- [The task]
Please work out how many of the lines below include "NoEligibleContent". Only the number should be given.

- [Data records]
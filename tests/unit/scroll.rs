use super::*;
use crate::media::encode::InMemorySink;

/// Image whose every row is tagged with its own index in the red channel.
fn row_tagged_image(width: u32, height: u32) -> RgbaImage {
    RgbaImage::from_fn(width, height, |_, y| Rgba([(y % 256) as u8, 0, 0, 255]))
}

#[test]
fn frame_count_is_ceil_of_duration_times_fps() {
    assert_eq!(ScrollParams::new(2.0, 10).frame_count(), 60);
    assert_eq!(ScrollParams::new(2.01, 10).frame_count(), 61);
    assert_eq!(ScrollParams::new(0.01, 10).frame_count(), 1);
}

#[test]
fn offsets_are_monotonic_and_end_at_bottom() {
    let total = 61;
    let (hi, h) = (200u32, 50u32);
    let mut prev = 0;
    for i in 0..total {
        let off = scroll_offset(i, total, hi, h);
        assert!(off >= prev);
        assert!(off <= hi - h);
        prev = off;
    }
    assert_eq!(scroll_offset(0, total, hi, h), 0);
    assert_eq!(scroll_offset(total - 1, total, hi, h), hi - h);
}

#[test]
fn short_images_never_scroll() {
    for i in 0..10 {
        assert_eq!(scroll_offset(i, 10, 40, 50), 0);
        assert_eq!(scroll_offset(i, 10, 50, 50), 0);
    }
}

#[test]
fn rendered_frames_are_viewport_slices() {
    let image = row_tagged_image(6, 120);
    let params = ScrollParams::new(1.0, 20);
    let mut sink = InMemorySink::new();
    let n = render_scroll_frames(&image, &params, &mut sink).unwrap();

    assert_eq!(n, 30);
    assert_eq!(sink.frames().len(), 30);
    let cfg = sink.config().unwrap();
    assert_eq!(cfg.dims, Dims { width: 6, height: 20 });
    assert_eq!(cfg.fps, Fps { num: 30, den: 1 });

    let first = &sink.frames()[0].1;
    assert_eq!(first.get_pixel(0, 0)[0], 0);
    assert_eq!(first.get_pixel(5, 19)[0], 19);

    let last = &sink.frames()[29].1;
    assert_eq!(last.get_pixel(0, 0)[0], 100);
    assert_eq!(last.get_pixel(0, 19)[0], 119);

    let mut prev_top = 0u8;
    for (_, frame) in sink.frames() {
        let top = frame.get_pixel(0, 0)[0];
        assert!(top >= prev_top);
        prev_top = top;
    }
}

#[test]
fn short_image_frames_are_identical_and_padded() {
    let image = row_tagged_image(4, 10);
    let params = ScrollParams::new(0.5, 16);
    let mut sink = InMemorySink::new();
    render_scroll_frames(&image, &params, &mut sink).unwrap();

    let frames = sink.frames();
    assert_eq!(frames.len(), 15);
    assert!(frames.iter().all(|(_, f)| f == &frames[0].1));
    let f = &frames[0].1;
    assert_eq!(f.dimensions(), (4, 16));
    assert_eq!(f.get_pixel(0, 9)[0], 9);
    assert_eq!(f.get_pixel(0, 12), &Rgba([255, 255, 255, 255]));
}

#[test]
fn invalid_params_are_rejected() {
    let image = row_tagged_image(4, 10);
    let mut sink = InMemorySink::new();
    assert!(render_scroll_frames(&image, &ScrollParams::new(0.0, 5), &mut sink).is_err());
    assert!(render_scroll_frames(&image, &ScrollParams::new(f64::NAN, 5), &mut sink).is_err());
    assert!(render_scroll_frames(&image, &ScrollParams::new(1.0, 0), &mut sink).is_err());
}

#[test]
fn unreadable_image_is_reported() {
    let dir = tempfile::tempdir().unwrap();
    let path = dir.path().join("broken.png");
    std::fs::write(&path, b"definitely not a png").unwrap();
    let err = load_image(&path).unwrap_err();
    assert!(matches!(err, ReelError::ImageUnreadable(_)));
    let err = load_image(&dir.path().join("missing.png")).unwrap_err();
    assert!(matches!(err, ReelError::ImageUnreadable(_)));
}

#[test]
fn fit_width_keeps_aspect_ratio() {
    let img = row_tagged_image(200, 500);
    let fitted = fit_width(img.clone(), 100);
    assert_eq!(fitted.dimensions(), (100, 250));
    assert_eq!(fit_width(img, 200).dimensions(), (200, 500));
}
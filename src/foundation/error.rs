use std::path::Path;

/// Convenience result type used across reelstack.
pub type ReelResult<T> = Result<T, ReelError>;

/// Top-level error taxonomy used by every pipeline stage.
#[derive(thiserror::Error, Debug)]
pub enum ReelError {
    /// Invalid caller-provided parameters or configuration.
    #[error("validation error: {0}")]
    Validation(String),

    /// A media input could not be opened or probed.
    #[error("asset unreadable: {0}")]
    AssetUnreadable(String),

    /// A still image could not be decoded.
    #[error("image unreadable: {0}")]
    ImageUnreadable(String),

    /// A video stream could not be opened for decoding.
    #[error("stream open error: {0}")]
    StreamOpen(String),

    /// Foreground and background durations differ beyond tolerance.
    #[error("duration mismatch: foreground {foreground_secs:.3}s vs background {background_secs:.3}s")]
    DurationMismatch {
        /// Foreground duration in seconds.
        foreground_secs: f64,
        /// Background duration in seconds.
        background_secs: f64,
    },

    /// Content selection exhausted its attempt budget.
    #[error("no eligible content after {attempts} attempts")]
    NoEligibleContent {
        /// Number of draws made before giving up.
        attempts: u32,
    },

    /// A collaborator returned output in an unexpected shape.
    #[error("metadata format error: {0}")]
    MetadataFormat(String),

    /// The encoder process failed.
    #[error("encode error: {0}")]
    Encode(String),

    /// Wrapped lower-level error from dependencies or IO.
    #[error(transparent)]
    Other(#[from] anyhow::Error),
}

impl ReelError {
    /// Build a [`ReelError::Validation`] value.
    pub fn validation(msg: impl Into<String>) -> Self {
        Self::Validation(msg.into())
    }

    /// Build a [`ReelError::AssetUnreadable`] value for `path`.
    pub fn asset_unreadable(path: &Path, reason: impl std::fmt::Display) -> Self {
        Self::AssetUnreadable(format!("'{}': {reason}", path.display()))
    }

    /// Build a [`ReelError::ImageUnreadable`] value for `path`.
    pub fn image_unreadable(path: &Path, reason: impl std::fmt::Display) -> Self {
        Self::ImageUnreadable(format!("'{}': {reason}", path.display()))
    }

    /// Build a [`ReelError::StreamOpen`] value for `path`.
    pub fn stream_open(path: &Path, reason: impl std::fmt::Display) -> Self {
        Self::StreamOpen(format!("'{}': {reason}", path.display()))
    }

    /// Build a [`ReelError::MetadataFormat`] value.
    pub fn metadata_format(msg: impl Into<String>) -> Self {
        Self::MetadataFormat(msg.into())
    }

    /// Build a [`ReelError::Encode`] value.
    pub fn encode(msg: impl Into<String>) -> Self {
        Self::Encode(msg.into())
    }

    /// Short stable label, used for per-kind failure counters.
    pub fn kind(&self) -> &'static str {
        match self {
            Self::Validation(_) => "validation",
            Self::AssetUnreadable(_) => "asset_unreadable",
            Self::ImageUnreadable(_) => "image_unreadable",
            Self::StreamOpen(_) => "stream_open",
            Self::DurationMismatch { .. } => "duration_mismatch",
            Self::NoEligibleContent { .. } => "no_eligible_content",
            Self::MetadataFormat(_) => "metadata_format",
            Self::Encode(_) => "encode",
            Self::Other(_) => "other",
        }
    }
}

#[cfg(test)]
#[path = "../../tests/unit/foundation/error.rs"]
mod tests;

- [Problem solution]
2